Posted by: James of DC on March 5, 2007 at 1:08 AM | PERMALINK

Noah:

Last I heard, most Americans are pro-choice, most are fed up with the war in Iraq, most support doing something about global warming, and most are disillusioned with Bush. None of those are wild-eyed positions.

In the case of Kos, much of his energy goes to supporting Democratic candidates, and many of the candidates he's most energetically supported - like Stephanie Herseth or Jon Tester - are very, very far from being fire-breathing lefties. In general, Kos' main interest seems to be in the mechanics of winning elections rather than in pushing policy for broad social change.

I think you're confusing Kos' and Atrios' radical blogging style with their non-radical politics.

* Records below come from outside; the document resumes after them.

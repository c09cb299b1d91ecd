//! Test doubles shared by the core test modules.

use std::sync::Mutex;

use chrono::Utc;

use medrush_contracts::{
    error::{MedRushError, MedRushResult},
    medicine::{MedicineRecord, MedicineStatus},
    user::{Patient, PrescriptionRecord, UserProfile},
};

use crate::traits::{IdentityProvider, OtpChallenge, PatientStore};

/// Accepts exactly one code. The uid is derived from the phone number.
pub struct MockIdentity {
    code: String,
}

impl MockIdentity {
    pub fn accepting(code: &str) -> Self {
        Self { code: code.to_string() }
    }
}

impl IdentityProvider for MockIdentity {
    fn send_otp(&self, phone: &str) -> MedRushResult<OtpChallenge> {
        Ok(OtpChallenge {
            phone: phone.to_string(),
            verification_id: "mock-verification".to_string(),
        })
    }

    fn verify_otp(&self, challenge: &OtpChallenge, code: &str) -> MedRushResult<String> {
        if code == self.code {
            Ok(format!("uid-{}", challenge.phone))
        } else {
            Err(MedRushError::VerificationRejected {
                phone: challenge.phone.clone(),
                reason: "invalid code".to_string(),
            })
        }
    }
}

/// A vector-backed store with no indexing.
#[derive(Default)]
pub struct MockStore {
    pub users: Mutex<Vec<UserProfile>>,
    pub patients: Mutex<Vec<Patient>>,
    pub prescriptions: Mutex<Vec<PrescriptionRecord>>,
}

fn not_found(id: &str) -> MedRushError {
    MedRushError::NotFound {
        kind: "patient".to_string(),
        id: id.to_string(),
    }
}

impl MockStore {
    fn with_patient<T>(&self, id: &str, f: impl FnOnce(&mut Patient) -> T) -> MedRushResult<T> {
        let mut patients = self.patients.lock().unwrap();
        let patient = patients.iter_mut().find(|p| p.id == id).ok_or_else(|| not_found(id))?;
        Ok(f(patient))
    }
}

impl PatientStore for MockStore {
    fn upsert_user(&self, profile: &UserProfile) -> MedRushResult<()> {
        let mut users = self.users.lock().unwrap();
        users.retain(|u| u.uid != profile.uid);
        users.push(profile.clone());
        Ok(())
    }

    fn get_or_create_patient(&self, phone: &str) -> MedRushResult<String> {
        let mut patients = self.patients.lock().unwrap();
        if let Some(p) = patients.iter().find(|p| p.phone == phone) {
            return Ok(p.id.clone());
        }
        let id = format!("p{}", patients.len());
        patients.push(Patient {
            id: id.clone(),
            name: Patient::DEFAULT_NAME.to_string(),
            phone: phone.to_string(),
            relation: None,
            medicines: Vec::new(),
            has_caretaker: false,
            caretaker_ids: Vec::new(),
            nurse_ids: Vec::new(),
            created_at: Utc::now(),
        });
        Ok(id)
    }

    fn patient(&self, patient_id: &str) -> MedRushResult<Patient> {
        self.with_patient(patient_id, |p| p.clone())
    }

    fn rename_patient(&self, patient_id: &str, name: &str) -> MedRushResult<()> {
        self.with_patient(patient_id, |p| p.name = name.to_string())
    }

    fn link_caretaker(
        &self,
        patient_id: &str,
        caretaker_id: &str,
        relation: Option<&str>,
    ) -> MedRushResult<()> {
        self.with_patient(patient_id, |p| {
            if !p.caretaker_ids.iter().any(|c| c == caretaker_id) {
                p.caretaker_ids.push(caretaker_id.to_string());
            }
            if let Some(r) = relation {
                p.relation = Some(r.to_string());
            }
            p.has_caretaker = true;
        })
    }

    fn link_nurse(&self, patient_id: &str, nurse_id: &str) -> MedRushResult<()> {
        self.with_patient(patient_id, |p| {
            if !p.nurse_ids.iter().any(|n| n == nurse_id) {
                p.nurse_ids.push(nurse_id.to_string());
            }
        })
    }

    fn unlink_caretaker(&self, patient_id: &str, caretaker_id: &str) -> MedRushResult<()> {
        self.with_patient(patient_id, |p| {
            p.caretaker_ids.retain(|c| c != caretaker_id);
            p.has_caretaker = !p.caretaker_ids.is_empty();
        })
    }

    fn unlink_nurse(&self, patient_id: &str, nurse_id: &str) -> MedRushResult<()> {
        self.with_patient(patient_id, |p| p.nurse_ids.retain(|n| n != nurse_id))
    }

    fn remove_patient(&self, patient_id: &str) -> MedRushResult<()> {
        let mut patients = self.patients.lock().unwrap();
        let before = patients.len();
        patients.retain(|p| p.id != patient_id);
        if patients.len() == before {
            return Err(not_found(patient_id));
        }
        Ok(())
    }

    fn patients_for_caretaker(&self, caretaker_id: &str) -> MedRushResult<Vec<Patient>> {
        let patients = self.patients.lock().unwrap();
        Ok(patients
            .iter()
            .filter(|p| p.caretaker_ids.iter().any(|c| c == caretaker_id))
            .cloned()
            .collect())
    }

    fn patients_for_nurse(&self, nurse_id: &str) -> MedRushResult<Vec<Patient>> {
        let patients = self.patients.lock().unwrap();
        Ok(patients
            .iter()
            .filter(|p| p.nurse_ids.iter().any(|n| n == nurse_id))
            .cloned()
            .collect())
    }

    fn update_medicine_status(
        &self,
        patient_id: &str,
        index: usize,
        status: MedicineStatus,
    ) -> MedRushResult<()> {
        self.with_patient(patient_id, |p| match p.medicines.get_mut(index) {
            Some(m) => {
                m.status = status;
                Ok(())
            }
            None => Err(MedRushError::NotFound {
                kind: "medicine".to_string(),
                id: index.to_string(),
            }),
        })?
    }

    fn upload_image(&self, patient_id: &str, image: &[u8]) -> MedRushResult<String> {
        Ok(format!("prescriptions/{patient_id}/{}", image.len()))
    }

    fn store_prescription(
        &self,
        patient_id: &str,
        medicines: &[MedicineRecord],
        image_ref: Option<&str>,
    ) -> MedRushResult<PrescriptionRecord> {
        self.with_patient(patient_id, |p| p.medicines = medicines.to_vec())?;
        let mut prescriptions = self.prescriptions.lock().unwrap();
        let record = PrescriptionRecord {
            id: format!("rx{}", prescriptions.len()),
            patient_id: patient_id.to_string(),
            sequence: prescriptions.len() as u64,
            medicines: medicines.to_vec(),
            image_ref: image_ref.map(str::to_string),
            created_at: Utc::now(),
        };
        prescriptions.push(record.clone());
        Ok(record)
    }

    fn patient_prescriptions(&self, patient_id: &str) -> MedRushResult<Vec<PrescriptionRecord>> {
        let prescriptions = self.prescriptions.lock().unwrap();
        Ok(prescriptions
            .iter()
            .rev()
            .filter(|r| r.patient_id == patient_id)
            .cloned()
            .collect())
    }
}
//! Call-simulation state and events.
//!
//! The simulated reminder call cycles `Idle → Incoming → Active → Idle`.
//! The transition function itself lives in `medrush-core`; these are the
//! values it consumes and produces.

use serde::{Deserialize, Serialize};

/// Current state of the simulated reminder call.
#[derive(Debug, Clone, Copy, PartialEq, Eq, Default, Serialize, Deserialize)]
#[serde(tag = "state", rename_all = "lowercase")]
pub enum CallState {
    #[default]
    Idle,
    /// Ringing, waiting for accept or decline.
    Incoming,
    /// Connected. `elapsed_secs` counts whole seconds since accept.
    Active { elapsed_secs: u64 },
}

impl CallState {
    pub fn is_idle(&self) -> bool {
        matches!(self, CallState::Idle)
    }

    /// Seconds on the call, zero outside `Active`.
    pub fn elapsed_secs(&self) -> u64 {
        match self {
            CallState::Active { elapsed_secs } => *elapsed_secs,
            _ => 0,
        }
    }

    pub fn name(&self) -> &'static str {
        match self {
            CallState::Idle => "idle",
            CallState::Incoming => "incoming",
            CallState::Active { .. } => "active",
        }
    }
}

/// What started a ring.
#[derive(Debug, Clone, Copy, PartialEq, Eq, Serialize, Deserialize)]
#[serde(rename_all = "kebab-case")]
pub enum RingSource {
    /// Armed by a successful extraction, fires after the ring delay.
    Extraction,
    /// The user pressed "test call".
    TestCall,
}

/// Discrete inputs to the call state machine.
#[derive(Debug, Clone, Copy, PartialEq, Eq, Serialize, Deserialize)]
#[serde(rename_all = "kebab-case")]
pub enum CallEvent {
    Ring(RingSource),
    Accept,
    Decline,
    HangUp,
    /// Speech playback reported completion (or failed, which counts the same).
    SpeechDone,
    /// The post-speech grace delay ran out.
    GraceElapsed,
}

/// Side effects the caller must perform after a transition.
#[derive(Debug, Clone, PartialEq, Eq, Serialize, Deserialize)]
pub enum CallEffect {
    /// Start speaking the schedule summary.
    StartSpeech,
}

/// Result of feeding one event to the machine.
#[derive(Debug, Clone, PartialEq, Eq, Serialize, Deserialize)]
pub enum CallTransition {
    /// The event moved the machine from `from` to `to`.
    Moved {
        from: CallState,
        to: CallState,
        effects: Vec<CallEffect>,
    },
    /// The event was accepted and armed a timer without changing state.
    Armed { state: CallState, event: CallEvent },
    /// The event is not valid in the current state and was dropped.
    Ignored { state: CallState, event: CallEvent },
}

impl CallTransition {
    pub fn is_ignored(&self) -> bool {
        matches!(self, CallTransition::Ignored { .. })
    }

    pub fn effects(&self) -> &[CallEffect] {
        match self {
            CallTransition::Moved { effects, .. } => effects,
            CallTransition::Armed { .. } | CallTransition::Ignored { .. } => &[],
        }
    }
}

Posted by: Snorghagen on March 5, 2007 at 2:06 AM | PERMALINK

Kevin,

Most of what you've written concerning Klein is spot on---except for one sad stereotype you insist on perpetuating: "Outside of Berkeley, you'd have to swing several hundred dead cats before you'd be likely to come across an actual socialist."

Oh please. I've lived in Berkeley for years, I've followed the local political scene closely and have yet to encounter an actual socialist.

Does it mean there isn't a few rattling around here? Of course not, but I'd say the number wouldn't be all that higher than what you'd encounter in any other college town.

While our city council has indeed had its share of daffy ideas over the years, the notion that Berkeley remains the world's premier "hippieopolis" is downright silly. Your insights are undercut with a dumbass, Michael Barone-style throwaway line like this.

Posted by: Nerdblossom on March 5, 2007 at 2:20 AM | PERMALINK

Perhaps Klein will take a hint from the number of people who accurately list the members of Congress, the Bush administration, and the mainstream media that fit his definitions of right-wing extremism.

I like Kos & Atrios. I like what they bring to the debate of public policy & politics, but they are not moderate.

Well, you define 'moderate' in terms of Broderland centrism, a false medium. They're down-the-line Democrats. They'd be Liberals in Canada, not NDP or BQ.

What they're not is meek & mild, which brings us back to Joe's ultimate confusion when labelling Atrios an 'ideological extremist'.

Posted by: ahem on March 5, 2007 at 2:20 AM | PERMALINK

Kenneth Starr and the Republican loonies trying to impeach a president over a blow job

Not trying: succeeding. No doubt this has been pointed out above. I didn't try to read through all the comments.

Otherwise, spot on; thanks.

Posted by: live on March 5, 2007 at 3:43 AM | PERMALINK

So many great comments go unnoted in these threads. I, for one, would like to thank 3:30's "tom t" for his brilliant bit of parody, though I do wonder if he is not our beloved Joe Klein himself.

Posted by: matt on March 5, 2007 at 3:45 AM | PERMALINK

Snorghagen,

You're not listening to me. If you look polls a majority of people are pro-choice and a couple of the other things you listed which you cherry-picked from my earlier list.

Most people in this country are not pro-gay marriage. Most people, while they want to do something about global warming, have not signed up for the cap and trade system. Most people also want a universal healthcare, but they are not for a single payer program. Most people want to solve the immigration problem, but they are not for the Kennedy bill.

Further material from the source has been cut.